Detecting label noise in longitudinal Alzheimer's data with explainable artificial intelligence.

Abstract

Reliable classification of cognitive states in longitudinal Alzheimer's Disease (AD) studies is critical for early diagnosis and intervention. However, inconsistencies in diagnostic labeling, arising from subjective assessments, evolving clinical criteria, and measurement variability, introduce noise that can impact machine learning (ML) model performance. This study explores the potential of explainable artificial intelligence to detect and characterize noisy labels in longitudinal datasets. A predictive model is trained using a Leave-One-Subject-Out validation strategy, ensuring robustness across subjects while enabling individual-level interpretability.

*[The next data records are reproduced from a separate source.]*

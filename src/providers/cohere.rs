//! Cohere chat (v1).

use super::{read_json, CompletionRequest, ProviderConfig, ProviderError, RawCompletion};
use serde_json::{json, Value};

pub async fn complete(
    client: &reqwest::Client,
    config: &ProviderConfig,
    api_key: &str,
    model: &str,
    request: &CompletionRequest,
) -> Result<RawCompletion, ProviderError> {
    let response = client
        .post(config.endpoint("chat"))
        .bearer_auth(api_key)
        .timeout(config.timeout)
        .json(&request_body(model, request))
        .send()
        .await?;

    let json = read_json(response).await?;
    let content = json
        .get("text")
        .and_then(|t| t.as_str())
        .ok_or_else(|| ProviderError::InvalidResponse("missing text".into()))?
        .to_string();

    let billed = json.pointer("/meta/billed_units");
    let total_tokens = billed.map(|units| {
        let input = units.get("input_tokens").and_then(|t| t.as_i64()).unwrap_or(0);
        let output = units.get("output_tokens").and_then(|t| t.as_i64()).unwrap_or(0);
        i32::try_from(input + output).unwrap_or(i32::MAX)
    });

    Ok(RawCompletion {
        content,
        total_tokens,
        model: model.to_string(),
    })
}

/// The last turn is sent as `message`, earlier turns as `chat_history`.
fn request_body(model: &str, request: &CompletionRequest) -> Value {
    let turns: Vec<_> = request.conversation().collect();
    let (last, history) = match turns.split_last() {
        Some((last, history)) => (last.content.as_str(), history),
        None => ("", &[][..]),
    };

    let chat_history: Vec<Value> = history
        .iter()
        .map(|turn| {
            let role = if turn.role == "assistant" { "CHATBOT" } else { "USER" };
            json!({"role": role, "message": turn.content})
        })
        .collect();

    let mut body = json!({
        "model": model,
        "message": last,
        "chat_history": chat_history,
        "max_tokens": request.max_tokens,
        "temperature": request.temperature,
    });
    if let Some(preamble) = request.system_prompt() {
        body["preamble"] = json!(preamble);
    }
    body
}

By leveraging SHapley Additive exPlanations values, we analyze the temporal variations in feature importance across multiple patient visits, aiming to identify transitions that may reflect either genuine cognitive changes or inconsistencies in labeling. Using statistical thresholds derived from cognitively stable individuals, we propose an approach to flag potential misclassifications while preserving clinical labels. Rather than modifying diagnoses, this framework provides a structured way to highlight cases where diagnostic reassessment may be warranted. By integrating explainability into the assessment of cognitive state transitions, this approach enhances the reliability of longitudinal analyses and supports a more robust use of ML in AD research.